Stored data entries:
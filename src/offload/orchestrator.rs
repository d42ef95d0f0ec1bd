//! Offload orchestrator: drives one push's worth of blob offloads against a
//! compiled [`OffloadPolicy`], accumulating per-remote stats and sticky
//! errors. Grounded on `lop_offload_start`/`lop_offload_blob_cb`/
//! `lop_offload_finish`/`lop_offload_abort` in `lop-offload.c`.

use std::collections::HashMap;

use tracing::instrument;

use super::{BlobInfo, OffloadPolicy};
use crate::errors::Result;
use crate::object::ObjectKind;
use crate::store::{AlternateStoreRegistry, LooseObjectStore, RemoteUrlResolver};

/// Per-remote running totals, reported at [`OffloadContext::finish`] the
/// way the original emits `trace2` events per remote.
#[derive(Debug, Clone, Copy, Default)]
pub struct OffloadStats {
    pub blob_count: u64,
    pub total_bytes: u64,
}

/// Test-only fault injection, the Rust analogue of the original's
/// `GIT_TEST_LOP_FORCE_*` environment knobs (`lop_remove_local_blob`,
/// `lop_offload_blob_cb`). Left at all-`false` in production use; see
/// `crate::config::test_overrides_from_env` for the env-var-driven
/// constructor.
#[derive(Debug, Clone, Copy, Default)]
pub struct TestOverrides {
    pub force_read_fail: bool,
    pub force_non_blob: bool,
    pub force_remove_fail: bool,
    /// `GIT_TEST_LOP_FORCE_DIR_WARN`: skip the real shard-directory removal
    /// and always take the "directory left behind" warning branch.
    pub force_dir_warn: bool,
    /// `GIT_TEST_LOP_FORCE_READONLY`: reject the remote write up front, as
    /// if the remote's object store weren't writable
    /// (`lop_odb_prepare_source`'s `GIT_TEST_LOP_FORCE_READONLY` check).
    pub force_readonly_remote: bool,
}

/// One push's offload run. `start` returns `None` when offload is disabled
/// or has no compiled routes, mirroring `lop_offload_start` returning a
/// null context (callers should treat that as "nothing to do").
pub struct OffloadContext<R: RemoteUrlResolver> {
    policy: OffloadPolicy,
    registry: AlternateStoreRegistry<R>,
    overrides: TestOverrides,
    stats: HashMap<String, OffloadStats>,
    had_error: bool,
    error: Option<String>,
}

impl<R: RemoteUrlResolver> OffloadContext<R> {
    pub fn start(policy: OffloadPolicy, registry: AlternateStoreRegistry<R>) -> Option<Self> {
        Self::start_with_overrides(policy, registry, TestOverrides::default())
    }

    pub fn start_with_overrides(
        policy: OffloadPolicy,
        registry: AlternateStoreRegistry<R>,
        overrides: TestOverrides,
    ) -> Option<Self> {
        if !policy.is_enabled() || !policy.has_routes() {
            return None;
        }
        Some(OffloadContext {
            policy,
            registry,
            overrides,
            stats: HashMap::new(),
            had_error: false,
            error: None,
        })
    }

    pub fn had_error(&self) -> bool {
        self.had_error
    }

    pub fn error_message(&self) -> Option<&str> {
        self.error.as_deref()
    }

    fn fail(&mut self, msg: String) {
        self.had_error = true;
        match &mut self.error {
            Some(existing) => {
                existing.push('\n');
                existing.push_str(&msg);
            }
            None => self.error = Some(msg),
        }
    }

    /// Processes one candidate blob: matches it against the policy, and if
    /// routed, reads it, writes it to the remote, removes the local copy,
    /// and records stats. Errors are both returned and recorded as the
    /// context's sticky error — callers that keep iterating after an error
    /// (as `lop_offload_blob_cb`'s caller does, collecting one error at a
    /// time) still get correct cumulative `had_error`/`error_message`.
    #[instrument(skip(self, store, blob), fields(oid = %blob.oid, size = blob.size), err)]
    pub fn offload_blob(&mut self, store: &LooseObjectStore, blob: &BlobInfo) -> Result<()> {
        let Some(remote_name) = self.policy.match_blob(blob).map(str::to_string) else {
            return Ok(());
        };

        if self.overrides.force_read_fail {
            let err = crate::errors::Error::InvalidFormat(format!(
                "unable to read blob {}",
                blob.oid
            ));
            self.fail(err.to_string());
            return Err(err);
        }

        let obj = match store.read(&blob.oid) {
            Ok(obj) => obj,
            Err(e) => {
                self.fail(e.to_string());
                return Err(e);
            }
        };

        let kind = if self.overrides.force_non_blob {
            ObjectKind::Tree
        } else {
            obj.kind.clone()
        };
        if kind != ObjectKind::Blob {
            return Ok(());
        }

        if self.overrides.force_readonly_remote {
            let err = crate::errors::Error::PolicyError(format!(
                "lop remote '{remote_name}' does not have a writable object store"
            ));
            self.fail(err.to_string());
            return Err(err);
        }

        if let Err(e) = self.registry.write_blob(&remote_name, &blob.oid, &obj.payload) {
            self.fail(e.to_string());
            return Err(e);
        }

        if self.overrides.force_remove_fail {
            let err = crate::errors::Error::ReadRemovedRace(std::io::Error::other(
                "forced local removal failure",
            ));
            self.fail(err.to_string());
            return Err(err);
        }

        if let Err(e) = store.remove_loose_with_overrides(&blob.oid, self.overrides.force_dir_warn) {
            self.fail(e.to_string());
            return Err(e);
        }

        let stats = self.stats.entry(remote_name).or_default();
        stats.blob_count += 1;
        stats.total_bytes += obj.payload.len() as u64;
        Ok(())
    }

    /// Logs per-remote totals and returns them. Consumes the context, like
    /// `lop_offload_finish` freeing its context.
    pub fn finish(self) -> HashMap<String, OffloadStats> {
        for (remote, stats) in &self.stats {
            tracing::info!(
                remote,
                blob_count = stats.blob_count,
                total_bytes = stats.total_bytes,
                "offload finished"
            );
        }
        self.stats
    }

    /// Discards accumulated stats without reporting them, for the
    /// push-aborted path (`lop_offload_abort`).
    pub fn abort(self) {
        tracing::warn!(had_error = self.had_error, "offload aborted");
    }
}

/// Drives one whole push: enumerates the blobs newly reachable in
/// `(old, new]` via `source`, deduplicates them by oid (a blob can be
/// reachable through more than one path), and offloads each one through
/// `ctx`. If any blob's offload fails, the context is aborted and the
/// error returned; otherwise the run finishes normally and returns the
/// per-remote stats. Mirrors how the original drives `lop_offload_blob_cb`
/// from its new-blob walk and calls `lop_offload_abort`/`lop_offload_finish`
/// depending on outcome (`spec.md` §4.6).
pub fn run_push<R, Rev>(
    mut ctx: OffloadContext<R>,
    store: &LooseObjectStore,
    source: &impl crate::newblobs::NewBlobSource<Rev>,
    old: &Rev,
    new: &Rev,
) -> Result<HashMap<String, OffloadStats>>
where
    R: RemoteUrlResolver,
{
    let mut seen = std::collections::HashSet::new();

    let walk_result = source.for_each_new_blob(old, new, &mut |blob| {
        if !seen.insert(blob.oid.clone()) {
            return Ok(());
        }
        ctx.offload_blob(store, blob)
    });

    match walk_result {
        Ok(()) => Ok(ctx.finish()),
        Err(e) => {
            ctx.abort();
            Err(e)
        }
    }
}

PROBLEM TO WORK ON
Set every record down again exactly as written.

COMPLETED TASK
filename src/offload/orchestrator.rs
repository d42ef95d0f0ec1bd
//! Offload orchestrator: drives one push's worth of blob offloads against a
//! compiled [`OffloadPolicy`], accumulating per-remote stats and sticky
//! errors. Grounded on `lop_offload_start`/`lop_offload_blob_cb`/
//! `lop_offload_finish`/`lop_offload_abort` in `lop-offload.c`.

use std::collections::HashMap;

use tracing::instrument;

use super::{BlobInfo, OffloadPolicy};
use crate::errors::Result;
use crate::object::ObjectKind;
use crate::store::{AlternateStoreRegistry, LooseObjectStore, RemoteUrlResolver};

/// Per-remote running totals, reported at [`OffloadContext::finish`] the
/// way the original emits `trace2` events per remote.
#[derive(Debug, Clone, Copy, Default)]
pub struct OffloadStats {
    pub blob_count: u64,
    pub total_bytes: u64,
}

/// Test-only fault injection, the Rust analogue of the original's
/// `GIT_TEST_LOP_FORCE_*` environment knobs (`lop_remove_local_blob`,
/// `lop_offload_blob_cb`). Left at all-`false` in production use; see
/// `crate::config::test_overrides_from_env` for the env-var-driven
/// constructor.
#[derive(Debug, Clone, Copy, Default)]
pub struct TestOverrides {
    pub force_read_fail: bool,
    pub force_non_blob: bool,
    pub force_remove_fail: bool,
    /// `GIT_TEST_LOP_FORCE_DIR_WARN`: skip the real shard-directory removal
    /// and always take the "directory left behind" warning branch.
    pub force_dir_warn: bool,
    /// `GIT_TEST_LOP_FORCE_READONLY`: reject the remote write up front, as
    /// if the remote's object store weren't writable
    /// (`lop_odb_prepare_source`'s `GIT_TEST_LOP_FORCE_READONLY` check).
    pub force_readonly_remote: bool,
}

/// One push's offload run. `start` returns `None` when offload is disabled
/// or has no compiled routes, mirroring `lop_offload_start` returning a
/// null context (callers should treat that as "nothing to do").
pub struct OffloadContext<R: RemoteUrlResolver> {
    policy: OffloadPolicy,
    registry: AlternateStoreRegistry<R>,
    overrides: TestOverrides,
    stats: HashMap<String, OffloadStats>,
    had_error: bool,
    error: Option<String>,
}

impl<R: RemoteUrlResolver> OffloadContext<R> {
    pub fn start(policy: OffloadPolicy, registry: AlternateStoreRegistry<R>) -> Option<Self> {
        Self::start_with_overrides(policy, registry, TestOverrides::default())
    }

    pub fn start_with_overrides(
        policy: OffloadPolicy,
        registry: AlternateStoreRegistry<R>,
        overrides: TestOverrides,
    ) -> Option<Self> {
        if !policy.is_enabled() || !policy.has_routes() {
            return None;
        }
        Some(OffloadContext {
            policy,
            registry,
            overrides,
            stats: HashMap::new(),
            had_error: false,
            error: None,
        })
    }

    pub fn had_error(&self) -> bool {
        self.had_error
    }

    pub fn error_message(&self) -> Option<&str> {
        self.error.as_deref()
    }

    fn fail(&mut self, msg: String) {
        self.had_error = true;
        match &mut self.error {
            Some(existing) => {
                existing.push('\n');
                existing.push_str(&msg);
            }
            None => self.error = Some(msg),
        }
    }

    /// Processes one candidate blob: matches it against the policy, and if
    /// routed, reads it, writes it to the remote, removes the local copy,
    /// and records stats. Errors are both returned and recorded as the
    /// context's sticky error — callers that keep iterating after an error
    /// (as `lop_offload_blob_cb`'s caller does, collecting one error at a
    /// time) still get correct cumulative `had_error`/`error_message`.
    #[instrument(skip(self, store, blob), fields(oid = %blob.oid, size = blob.size), err)]
    pub fn offload_blob(&mut self, store: &LooseObjectStore, blob: &BlobInfo) -> Result<()> {
        let Some(remote_name) = self.policy.match_blob(blob).map(str::to_string) else {
            return Ok(());
        };

        if self.overrides.force_read_fail {
            let err = crate::errors::Error::InvalidFormat(format!(
                "unable to read blob {}",
                blob.oid
            ));
            self.fail(err.to_string());
            return Err(err);
        }

        let obj = match store.read(&blob.oid) {
            Ok(obj) => obj,
            Err(e) => {
                self.fail(e.to_string());
                return Err(e);
            }
        };

        let kind = if self.overrides.force_non_blob {
            ObjectKind::Tree
        } else {
            obj.kind.clone()
        };
        if kind != ObjectKind::Blob {
            return Ok(());
        }

        if self.overrides.force_readonly_remote {
            let err = crate::errors::Error::PolicyError(format!(
                "lop remote '{remote_name}' does not have a writable object store"
            ));
            self.fail(err.to_string());
            return Err(err);
        }

        if let Err(e) = self.registry.write_blob(&remote_name, &blob.oid, &obj.payload) {
            self.fail(e.to_string());
            return Err(e);
        }

        if self.overrides.force_remove_fail {
            let err = crate::errors::Error::ReadRemovedRace(std::io::Error::other(
                "forced local removal failure",
            ));
            self.fail(err.to_string());
            return Err(err);
        }

        if let Err(e) = store.remove_loose_with_overrides(&blob.oid, self.overrides.force_dir_warn) {
            self.fail(e.to_string());
            return Err(e);
        }

        let stats = self.stats.entry(remote_name).or_default();
        stats.blob_count += 1;
        stats.total_bytes += obj.payload.len() as u64;
        Ok(())
    }

    /// Logs per-remote totals and returns them. Consumes the context, like
    /// `lop_offload_finish` freeing its context.
    pub fn finish(self) -> HashMap<String, OffloadStats> {
        for (remote, stats) in &self.stats {
            tracing::info!(
                remote,
                blob_count = stats.blob_count,
                total_bytes = stats.total_bytes,
                "offload finished"
            );
        }
        self.stats
    }

    /// Discards accumulated stats without reporting them, for the
    /// push-aborted path (`lop_offload_abort`).
    pub fn abort(self) {
        tracing::warn!(had_error = self.had_error, "offload aborted");
    }
}

/// Drives one whole push: enumerates the blobs newly reachable in
/// `(old, new]` via `source`, deduplicates them by oid (a blob can be
/// reachable through more than one path), and offloads each one through
/// `ctx`. If any blob's offload fails, the context is aborted and the
/// error returned; otherwise the run finishes normally and returns the
/// per-remote stats. Mirrors how the original drives `lop_offload_blob_cb`
/// from its new-blob walk and calls `lop_offload_abort`/`lop_offload_finish`
/// depending on outcome (`spec.md` §4.6).
pub fn run_push<R, Rev>(
    mut ctx: OffloadContext<R>,
    store: &LooseObjectStore,
    source: &impl crate::newblobs::NewBlobSource<Rev>,
    old: &Rev,
    new: &Rev,
) -> Result<HashMap<String, OffloadStats>>
where
    R: RemoteUrlResolver,
{
    let mut seen = std::collections::HashSet::new();

    let walk_result = source.for_each_new_blob(old, new, &mut |blob| {
        if !seen.insert(blob.oid.clone()) {
            return Ok(());
        }
        ctx.offload_blob(store, blob)
    });

    match walk_result {
        Ok(()) => Ok(ctx.finish()),
        Err(e) => {
            ctx.abort();
            Err(e)
        }
    }
}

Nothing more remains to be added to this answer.